FMM 2 9 18 Fusion not Fission

“Love is the affinity which links and draws together the elements of the world… Love, in fact, is the agent of universal synthesis.”~ Pierre Teilhard de Chardin.

I am not sure how old I was when I started dancing.  I have memories of entertaining one of my aunts with my version of ballet, self-accompanied (some kind of melody) la-la-la-ing as I pranced around her living room while she tried desperately to hide her laughter.  I soon moved on to the very modern (in its time) twist – gyrating in front of the TV screen in England. But it was in Jamaica that I found my rhythm; first energetically swinging my arms and bouncing to the ska, the bluesy trombone of musical genius Don Drummond wailing in the background while the guitar emphasized the off-beat.  A syncopated innovation that still captures people all over the world.  As I grew a little older (still no more than 9 or 10), a slower, groovier ‘Rock Steady’ emerged, and as the pace slowed the lyrics became more love oriented.

By the time reggae had taken over, I was getting ready for high school (age 11 in the British and thus Jamaican system).  At dances on the verandah of Tavanore (the second location of my high school – an old great house which mysteriously burnt to the ground one night) we would mix up the rock steady with the more modern reggae, Heptones splicing into the conscious prophet Bob Marley, but never forgetting the rude boy music that might close out the evening with classic ska.

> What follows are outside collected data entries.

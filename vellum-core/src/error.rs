use std::fmt;

use thiserror::Error;
use uuid::Uuid;
use vellum_model::{ContentKind, MediaAssetStatus, MediaKind, ModelError};

/// Which entity a lookup failed for.
#[derive(Debug, Clone, Copy, PartialEq, Eq, serde::Serialize)]
#[serde(rename_all = "snake_case")]
pub enum EntityKind {
    MediaAsset,
    ContentItem,
}

impl fmt::Display for EntityKind {
    fn fmt(&self, f: &mut fmt::Formatter<'_>) -> fmt::Result {
        match self {
            EntityKind::MediaAsset => f.write_str("media asset"),
            EntityKind::ContentItem => f.write_str("content item"),
        }
    }
}

/// One rejected input field.
#[derive(Debug, Clone, PartialEq, Eq, serde::Serialize)]
pub struct FieldError {
    pub field: &'static str,
    pub message: String,
}

/// Every problem found in one input, collected before any I/O happens.
#[derive(Debug, Clone, Default, PartialEq, Eq, serde::Serialize)]
#[serde(transparent)]
pub struct ValidationErrors {
    errors: Vec<FieldError>,
}

impl ValidationErrors {
    pub fn new() -> Self {
        Self::default()
    }

    pub fn single(field: &'static str, message: impl Into<String>) -> Self {
        let mut errors = Self::new();
        errors.push(field, message);
        errors
    }

    pub fn push(&mut self, field: &'static str, message: impl Into<String>) {
        self.errors.push(FieldError {
            field,
            message: message.into(),
        });
    }

    pub fn is_empty(&self) -> bool {
        self.errors.is_empty()
    }

    pub fn errors(&self) -> &[FieldError] {
        &self.errors
    }

    pub fn has_field(&self, field: &str) -> bool {
        self.errors.iter().any(|e| e.field == field)
    }

    /// `Ok(())` when nothing was recorded, otherwise the collected errors.
    pub fn into_result(self) -> Result<()> {
        if self.is_empty() {
            Ok(())
        } else {
            Err(CatalogError::Validation(self))
        }
    }
}

impl fmt::Display for ValidationErrors {
    fn fmt(&self, f: &mut fmt::Formatter<'_>) -> fmt::Result {
        for (idx, err) in self.errors.iter().enumerate() {
            if idx > 0 {
                f.write_str("; ")?;
            }
            write!(f, "{}: {}", err.field, err.message)?;
        }
        Ok(())
    }
}

/// Failure modes of the catalog managers.
///
/// `NotFound` is returned for missing, soft-deleted and foreign records
/// alike; the message never says which.
#[derive(Debug, Error)]
pub enum CatalogError {
    #[error("{entity} {id} not found")]
    NotFound { entity: EntityKind, id: Uuid },

    #[error("validation failed: {0}")]
    Validation(ValidationErrors),

    #[error("slug '{slug}' is already in use")]
    SlugConflict { slug: String },

    #[error("content kind {content_kind} cannot use a {media_kind} asset")]
    ContentKindMismatch {
        content_kind: ContentKind,
        media_kind: MediaKind,
    },

    #[error("media asset {media_asset_id} is not ready ({})", status_label(.status))]
    MediaNotReady {
        media_asset_id: Uuid,
        /// `None` when the asset is gone (soft-deleted).
        status: Option<MediaAssetStatus>,
    },

    #[error("cannot move media asset from {from} to {to}")]
    InvalidStateTransition {
        from: MediaAssetStatus,
        to: MediaAssetStatus,
    },

    #[error("content item {content_item_id} cannot be published: {reason}")]
    Unpublishable {
        content_item_id: Uuid,
        reason: String,
    },

    #[error("Internal error: {0}")]
    Internal(String),
}

fn status_label(status: &Option<MediaAssetStatus>) -> &'static str {
    status.map(|s| s.as_str()).unwrap_or("unavailable")
}

/// Stable discriminant for mapping failures onto wire-level responses.
#[derive(Debug, Clone, Copy, PartialEq, Eq, Hash, serde::Serialize)]
#[serde(rename_all = "snake_case")]
pub enum CatalogErrorKind {
    NotFound,
    Validation,
    SlugConflict,
    ContentKindMismatch,
    MediaNotReady,
    InvalidStateTransition,
    Unpublishable,
    Internal,
}

impl CatalogError {
    pub fn kind(&self) -> CatalogErrorKind {
        match self {
            CatalogError::NotFound { .. } => CatalogErrorKind::NotFound,
            CatalogError::Validation(_) => CatalogErrorKind::Validation,
            CatalogError::SlugConflict { .. } => CatalogErrorKind::SlugConflict,
            CatalogError::ContentKindMismatch { .. } => {
                CatalogErrorKind::ContentKindMismatch
            }
            CatalogError::MediaNotReady { .. } => {
                CatalogErrorKind::MediaNotReady
            }
            CatalogError::InvalidStateTransition { .. } => {
                CatalogErrorKind::InvalidStateTransition
            }
            CatalogError::Unpublishable { .. } => {
                CatalogErrorKind::Unpublishable
            }
            CatalogError::Internal(_) => CatalogErrorKind::Internal,
        }
    }

    pub fn media_asset_not_found(id: impl Into<Uuid>) -> Self {
        CatalogError::NotFound {
            entity: EntityKind::MediaAsset,
            id: id.into(),
        }
    }

    pub fn content_item_not_found(id: impl Into<Uuid>) -> Self {
        CatalogError::NotFound {
            entity: EntityKind::ContentItem,
            id: id.into(),
        }
    }

    pub fn validation(field: &'static str, message: impl Into<String>) -> Self {
        CatalogError::Validation(ValidationErrors::single(field, message))
    }
}

impl From<ModelError> for CatalogError {
    fn from(err: ModelError) -> Self {
        // Only raised when decoding stored rows, so it is a storage fault.
        CatalogError::Internal(format!("Corrupt stored value: {err}"))
    }
}

pub type Result<T> = std::result::Result<T, CatalogError>;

The history of music anywhere in the world is a history of influences.  In Jamaica, the originator of ska and reggae, the influences wafted over from Miami on AM radio; returned in the ‘grips’ of farmworkers who were bringing the latest jazz, rhythm and blues and even (gasp) country music! On the north coast, self-taught musicians transitioned from mento (played on simple banjo, drums and marimbula – a box with strips of metal ‘plunked’ by the player) to whatever the tourists wanted to hear. The influence of Africa permeated the sounds, no matter where in the diaspora the music was played.  Generations of pain and suffering played out on simple hand-made instruments as well as expensive, classic violins.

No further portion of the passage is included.